● **TASK REQUIREMENTS**:
An exact copy of the lines from the one containing "and pending effects" to the end of the records below is required, and nothing else.

═════ DATA SECTION

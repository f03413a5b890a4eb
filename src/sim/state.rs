//! Race state and core simulation types
//!
//! The race exclusively owns every per-agent visual (position, icon); a
//! finished or torn-down agent simply stops producing them.

use glam::Vec2;
use serde::Serialize;

use super::events::EventQueue;
use super::event_log::EventLog;
use super::rng::Lcg32;
use super::scoring;
use crate::consts::START_ANGLE_STEP;
use crate::error::RaceError;
use crate::lobby::{RaceSnapshot, Seed};
use crate::roster::{self, AgentDescriptor, AgentId};
use crate::tuning::RaceTuning;
use crate::{ellipse_point, normalize_degrees};

/// Current phase of the race
#[derive(Debug, Clone, Copy, PartialEq, Eq, Serialize)]
pub enum RacePhase {
    /// "3, 2, 1, GO!" before anyone moves
    Countdown,
    /// Agents are moving
    Racing,
    /// Everyone finished; scores are final
    Finished,
}

/// Trick names
#[derive(Debug, Clone, Copy, PartialEq, Eq, Serialize)]
pub enum TrickKind {
    Kickflip,
    Ollie,
    Grind,
}

impl TrickKind {
    pub const ALL: [TrickKind; 3] = [TrickKind::Kickflip, TrickKind::Ollie, TrickKind::Grind];

    pub fn name(&self) -> &'static str {
        match self {
            TrickKind::Kickflip => "Kickflip",
            TrickKind::Ollie => "Ollie",
            TrickKind::Grind => "Grind",
        }
    }
}

/// Transient icon shown next to an agent
#[derive(Debug, Clone, Copy, PartialEq, Eq, Serialize)]
pub enum IconKind {
    Boost,
    Trick,
    Failed,
    Landed,
}

impl IconKind {
    pub fn glyph(&self) -> &'static str {
        match self {
            IconKind::Boost => "💪🏻",
            IconKind::Trick => "🛹",
            IconKind::Failed => "❌",
            IconKind::Landed => "✅",
        }
    }
}

/// An icon plus the token that lets a stale clear be ignored
#[derive(Debug, Clone, Copy, PartialEq, Eq)]
pub struct AgentIcon {
    pub kind: IconKind,
    pub token: u64,
}

/// Simulation state of one racing agent
#[derive(Debug, Clone)]
pub struct AgentRaceState {
    pub descriptor: &'static AgentDescriptor,

    // Position
    /// Track angle (degrees, unbounded)
    pub angle: f64,
    /// Degrees travelled since the current lap started, in [0, 360)
    pub accumulated_angle: f64,
    /// Point on the ellipse
    pub position: Vec2,
    /// Sprite is mirrored horizontally
    pub mirrored: bool,

    // Kinematics
    pub speed: f64,
    pub base_speed: f64,
    /// Seconds until the next boost roll
    pub boost_timer: f64,
    /// Seconds of boost left (0 = not boosted)
    pub boost_remaining: f64,

    // Events
    pub tricking: bool,
    pub trick: Option<TrickKind>,
    /// Seconds until the next trick roll
    pub trick_timer: f64,
    pub crashed: bool,
    pub crash_timer: f64,

    // Progress
    pub laps: u32,
    /// Completed lap durations (ms)
    pub lap_times: Vec<f64>,
    pub lap_started_ms: f64,
    pub distance: f64,
    pub tricks_landed: u32,
    pub score: u32,
    pub finished_ms: Option<f64>,

    pub icon: Option<AgentIcon>,
    rng: Lcg32,
}

impl AgentRaceState {
    pub fn new(descriptor: &'static AgentDescriptor, seed: &Seed, tuning: &RaceTuning) -> Self {
        let angle = START_ANGLE_STEP * (descriptor.id as f64 - 1.0);
        let mut agent = Self {
            descriptor,
            angle,
            accumulated_angle: 0.0,
            position: Vec2::ZERO,
            mirrored: true,
            speed: tuning.base_speed,
            base_speed: tuning.base_speed,
            boost_timer: 0.0,
            boost_remaining: 0.0,
            tricking: false,
            trick: None,
            trick_timer: 0.0,
            crashed: false,
            crash_timer: 0.0,
            laps: 0,
            lap_times: Vec::with_capacity(tuning.laps),
            lap_started_ms: 0.0,
            distance: 0.0,
            tricks_landed: 0,
            score: 0,
            finished_ms: None,
            icon: None,
            rng: Lcg32::for_agent(seed, descriptor.id),
        };
        agent.update_position();
        agent
    }

    pub fn id(&self) -> AgentId {
        self.descriptor.id
    }

    pub fn name(&self) -> &'static str {
        self.descriptor.name
    }

    pub fn color(&self) -> &'static str {
        self.descriptor.color
    }

    pub fn is_finished(&self) -> bool {
        self.finished_ms.is_some()
    }

    pub fn is_boosted(&self) -> bool {
        self.boost_remaining > 0.0
    }

    /// Next unit roll from this agent's private generator
    #[inline]
    pub fn roll(&mut self) -> f64 {
        self.rng.next_f64()
    }

    pub fn roll_index(&mut self, len: usize) -> usize {
        self.rng.next_index(len)
    }

    pub fn rng_state(&self) -> u32 {
        self.rng.state()
    }

    /// Recompute the sprite position and facing from the angle.
    /// Faces forward only on the upper half (180°, 360°).
    pub fn update_position(&mut self) {
        self.position = ellipse_point(self.angle);
        let normalized = normalize_degrees(self.angle);
        self.mirrored = !(normalized > 180.0 && normalized < 360.0);
    }

    pub fn refresh_score(&mut self) {
        self.score = scoring::base_score(self.tricks_landed, self.distance);
    }
}

/// Final result of a race
#[derive(Debug, Clone, PartialEq, Eq, Serialize)]
pub struct RaceOutcome {
    pub winner: AgentId,
    /// (agent, final score) in roster order
    pub final_scores: Vec<(AgentId, u32)>,
    /// Whether the tracked agent won; `None` if nobody was tracked
    pub tracked_won: Option<bool>,
}

/// Complete race state, owned by the race scene
#[derive(Debug, Clone)]
pub struct Race {
    pub(crate) game_id: u32,
    pub(crate) seed: Seed,
    pub(crate) tracked_agent: Option<AgentId>,
    pub(crate) tuning: RaceTuning,
    pub(crate) phase: RacePhase,
    /// Clock reading when the scene was entered (ms)
    pub(crate) entered_ms: f64,
    /// Countdown label currently displayed
    pub(crate) countdown_label: Option<&'static str>,
    pub(crate) start_ms: Option<f64>,
    /// Clock reading of the latest frame (ms)
    pub(crate) now_ms: f64,
    /// Race clock shown to the player; frozen once finished
    pub(crate) elapsed_ms: f64,
    /// Agents in ascending id order
    pub(crate) agents: Vec<AgentRaceState>,
    pub(crate) events: EventQueue,
    pub(crate) log: EventLog,
    pub(crate) celebration_ms: Option<f64>,
    pub(crate) status: String,
    pub(crate) outcome: Option<RaceOutcome>,
    pub(crate) next_icon_token: u64,
}

impl Race {
    /// Build a race from the lobby hand-off, entering the countdown at `now_ms`
    pub fn new(
        snapshot: &RaceSnapshot,
        tuning: RaceTuning,
        now_ms: f64,
    ) -> Result<Self, RaceError> {
        if snapshot.roster.is_empty() {
            return Err(RaceError::EmptyRoster);
        }

        let mut ids = snapshot.roster.clone();
        ids.sort_unstable();
        ids.dedup();

        let agents = ids
            .iter()
            .map(|&id| {
                roster::agent(id)
                    .map(|d| AgentRaceState::new(d, &snapshot.seed, &tuning))
                    .ok_or(RaceError::UnknownAgent(id))
            })
            .collect::<Result<Vec<_>, _>>()?;

        log::info!(
            "Race for game {} created: seed base {:#010x}, agents {:?}",
            snapshot.game_id,
            snapshot.seed.base_u32(),
            ids
        );

        Ok(Self {
            game_id: snapshot.game_id,
            seed: snapshot.seed,
            tracked_agent: snapshot.tracked_agent,
            tuning,
            phase: RacePhase::Countdown,
            entered_ms: now_ms,
            countdown_label: None,
            start_ms: None,
            now_ms,
            elapsed_ms: 0.0,
            agents,
            events: EventQueue::new(),
            log: EventLog::new(),
            celebration_ms: None,
            status: "Racing...".to_string(),
            outcome: None,
            next_icon_token: 0,
        })
    }

    pub fn game_id(&self) -> u32 {
        self.game_id
    }

    pub fn seed(&self) -> &Seed {
        &self.seed
    }

    pub fn phase(&self) -> RacePhase {
        self.phase
    }

    pub fn tuning(&self) -> &RaceTuning {
        &self.tuning
    }

    pub fn tracked_agent(&self) -> Option<AgentId> {
        self.tracked_agent
    }

    pub fn agents(&self) -> &[AgentRaceState] {
        &self.agents
    }

    pub fn agent(&self, id: AgentId) -> Option<&AgentRaceState> {
        self.agents.iter().find(|a| a.id() == id)
    }

    pub fn start_ms(&self) -> Option<f64> {
        self.start_ms
    }

    pub fn now_ms(&self) -> f64 {
        self.now_ms
    }

    pub fn elapsed_ms(&self) -> f64 {
        self.elapsed_ms
    }

    pub fn countdown_label(&self) -> Option<&'static str> {
        self.countdown_label
    }

    pub fn log(&self) -> &EventLog {
        &self.log
    }

    pub fn status(&self) -> &str {
        &self.status
    }

    pub fn celebration_ms(&self) -> Option<f64> {
        self.celebration_ms
    }

    pub fn outcome(&self) -> Option<&RaceOutcome> {
        self.outcome.as_ref()
    }

    pub fn pending_events(&self) -> usize {
        self.events.len()
    }

    pub fn is_finished(&self) -> bool {
        self.phase == RacePhase::Finished
    }

    /// Release all per-race state: agents, visuals, log and pending effects
    pub fn teardown(&mut self) {
        log::info!("Tearing down race for game {}", self.game_id);
        self.agents.clear();
        self.events.clear();
        self.log.clear();
        self.celebration_ms = None;
        self.countdown_label = None;
        self.outcome = None;
    }
}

══════════

● **ANSWER SECTION**:
    /// Release all per-race state: agents, visuals, log and pending effects
    pub fn teardown(&mut self) {
        log::info!("Tearing down race for game {}", self.game_id);
        self.agents.clear();
        self.events.clear();
        self.log.clear();
        self.celebration_ms = None;
        self.countdown_label = None;
        self.outcome = None;
    }
}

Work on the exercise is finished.